Sitting is where it shines for most backcountry hunters. Plant your pole, extend the arm, sit behind it, and you have a surprisingly solid rest even on uneven ground. It's the fastest position to get into when an animal appears and you're mid-hike.
Kneeling gives you a little more height when brush or grass is between you and the target — exactly the scenario the product was born from. Get your knee down, pole planted slightly forward, arm extended, and you have a stable shooting lane above the vegetation.

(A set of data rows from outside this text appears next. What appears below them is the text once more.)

//! Leadflow Connect - HTTP access to the Leadflow backend.
//!
//! This crate implements the gateway traits of `leadflow-core` over the
//! backend REST API.

pub mod client;

pub use client::{LeadflowApiClient, DEFAULT_API_URL, DEFAULT_TIMEOUT_MS};
use async_trait::async_trait;

use super::campaigns_model::{Campaign, ConnectionWarning, PlatformConnection, PreflightResult};
use crate::Result;

/// Trait for the backend campaign and connection endpoints
#[async_trait]
pub trait CampaignApiTrait: Send + Sync {
    async fn list_campaigns(&self, owner_uid: &str) -> Result<Vec<Campaign>>;

    async fn list_connections(&self, owner_uid: &str) -> Result<Vec<PlatformConnection>>;

    /// Run the backend validation pass for a campaign
    async fn preflight_check(&self, campaign_id: &str) -> Result<PreflightResult>;

    /// Returns the updated campaign when the backend sends one back
    async fn activate(&self, campaign_id: &str) -> Result<Option<Campaign>>;

    async fn pause(&self, campaign_id: &str) -> Result<Option<Campaign>>;

    /// Returns the copy
    async fn duplicate(&self, campaign_id: &str) -> Result<Campaign>;
}

/// Trait for campaign service operations
#[async_trait]
pub trait CampaignServiceTrait: Send + Sync {
    async fn list_campaigns(&self) -> Result<Vec<Campaign>>;

    async fn list_connections(&self) -> Result<Vec<PlatformConnection>>;

    /// Activate a campaign over the given connection, after gating and preflight
    async fn activate(
        &self,
        campaign: &Campaign,
        connection: Option<&PlatformConnection>,
    ) -> Result<Campaign>;

    /// Look up the campaign and its connection, then activate
    async fn activate_by_id(&self, campaign_id: &str) -> Result<Campaign>;

    async fn pause(&self, campaign: &Campaign) -> Result<Campaign>;

    async fn pause_by_id(&self, campaign_id: &str) -> Result<Campaign>;

    async fn duplicate(&self, campaign: &Campaign) -> Result<Campaign>;

    async fn duplicate_by_id(&self, campaign_id: &str) -> Result<Campaign>;

    /// ACTIVE campaigns whose platform connection is no longer usable
    async fn connection_warnings(&self) -> Result<Vec<ConnectionWarning>>;
}
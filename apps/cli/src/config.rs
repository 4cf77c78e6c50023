use std::time::Duration;

use anyhow::{anyhow, Result};
use leadflow_connect::{DEFAULT_API_URL, DEFAULT_TIMEOUT_MS};
use leadflow_core::constants::{DEFAULT_MAX_UPLOAD_BYTES, DEFAULT_POLL_INTERVAL_MS};

use crate::cli::GlobalArgs;

pub struct Config {
    pub api_url: String,
    pub owner_uid: Option<String>,
    pub api_token: Option<String>,
    pub request_timeout: Duration,
    pub poll_interval: Duration,
    pub max_upload_bytes: u64,
    pub log_format: String,
}

impl Config {
    pub fn from_env() -> Self {
        dotenvy::dotenv().ok();
        Self::from_lookup(|key| std::env::var(key).ok())
    }

    /// Builds the config from any key lookup. Unparsable numbers fall back to defaults.
    pub fn from_lookup(var: impl Fn(&str) -> Option<String>) -> Self {
        let non_empty = |key: &str| var(key).filter(|v| !v.trim().is_empty());
        let number = |key: &str, default: u64| {
            non_empty(key)
                .and_then(|v| v.trim().parse::<u64>().ok())
                .unwrap_or(default)
        };

        Self {
            api_url: non_empty("LEADFLOW_API_URL").unwrap_or_else(|| DEFAULT_API_URL.into()),
            owner_uid: non_empty("LEADFLOW_OWNER_UID"),
            api_token: non_empty("LEADFLOW_API_TOKEN"),
            request_timeout: Duration::from_millis(number(
                "LEADFLOW_REQUEST_TIMEOUT_MS",
                DEFAULT_TIMEOUT_MS,
            )),
            poll_interval: Duration::from_millis(number(
                "LEADFLOW_POLL_INTERVAL_MS",
                DEFAULT_POLL_INTERVAL_MS,
            )),
            max_upload_bytes: number("LEADFLOW_MAX_UPLOAD_BYTES", DEFAULT_MAX_UPLOAD_BYTES),
            log_format: non_empty("LEADFLOW_LOG_FORMAT").unwrap_or_else(|| "text".into()),
        }
    }

    /// Command-line flags win over the environment.
    pub fn with_overrides(mut self, args: &GlobalArgs) -> Self {
        if let Some(url) = &args.api_url {
            self.api_url = url.clone();
        }
        if let Some(owner) = &args.owner_uid {
            self.owner_uid = Some(owner.clone());
        }
        if let Some(token) = &args.token {
            self.api_token = Some(token.clone());
        }
        self
    }

    pub fn require_owner_uid(&self) -> Result<&str> {
        self.owner_uid
            .as_deref()
            .ok_or_else(|| anyhow!("No owner set: pass --owner-uid or set LEADFLOW_OWNER_UID"))
    }
}

#[cfg(test)]
mod tests {
    use super::*;
    use std::collections::HashMap;

    fn lookup(pairs: &[(&str, &str)]) -> impl Fn(&str) -> Option<String> {
        let map: HashMap<String, String> = pairs
            .iter()
            .map(|(k, v)| (k.to_string(), v.to_string()))
            .collect();
        move |key| map.get(key).cloned()
    }

    #[test]
    fn test_defaults() {
        let config = Config::from_lookup(lookup(&[]));
        assert_eq!(config.api_url, "http://localhost:3000");
        assert!(config.owner_uid.is_none());
        assert_eq!(config.request_timeout, Duration::from_millis(30_000));
        assert_eq!(config.poll_interval, Duration::from_millis(1_000));
        assert_eq!(config.max_upload_bytes, 10 * 1024 * 1024);
        assert_eq!(config.log_format, "text");
        assert!(config.require_owner_uid().is_err());
    }

    #[test]
    fn test_values_from_environment() {
        let config = Config::from_lookup(lookup(&[
            ("LEADFLOW_API_URL", "https://crm.example.com"),
            ("LEADFLOW_OWNER_UID", "owner-1"),
            ("LEADFLOW_POLL_INTERVAL_MS", "250"),
            ("LEADFLOW_REQUEST_TIMEOUT_MS", "not-a-number"),
            ("LEADFLOW_API_TOKEN", ""),
        ]));
        assert_eq!(config.api_url, "https://crm.example.com");
        assert_eq!(config.require_owner_uid().unwrap(), "owner-1");
        assert_eq!(config.poll_interval, Duration::from_millis(250));
        assert_eq!(config.request_timeout, Duration::from_millis(30_000));
        assert!(config.api_token.is_none());
    }

    #[test]
    fn test_flags_override_environment() {
        let args = GlobalArgs {
            api_url: Some("http://127.0.0.1:4000".into()),
            owner_uid: Some("owner-2".into()),
            token: None,
            json: false,
        };
        let config =
            Config::from_lookup(lookup(&[("LEADFLOW_OWNER_UID", "owner-1")])).with_overrides(&args);
        assert_eq!(config.api_url, "http://127.0.0.1:4000");
        assert_eq!(config.owner_uid.as_deref(), Some("owner-2"));
    }
}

Prone works when the terrain allows. Lay the pole flat or at a low angle, deploy the arm, and use it to support the forestock while you settle in for the most stable shot possible.
Glassing and Optics
The RoadRunner isn't just for the shot itself. With the arm deployed, it doubles as a stable platform for rangefinders, spotting scopes, binoculars, and smartphones. If you're grinding long glassing sessions on a steep hillside, a stabilized rest for your binos alone makes it worth having on the pole — it cuts fatigue and sharpens what you're seeing at distance.
Packing It Back Up
Once the shot is taken or the animal moves off, fold the arm back against the pole and keep moving. No breakdown, no packing anything away — you're already back to hiking in the same motion.
The Bottom Line
The best shooting rest is the one you actually have with you when the moment happens. The RoadRunner Rifle Rest is already in your hand on every approach, every stalk, and every ridge crossing — and it's ready in one second flat when you need it.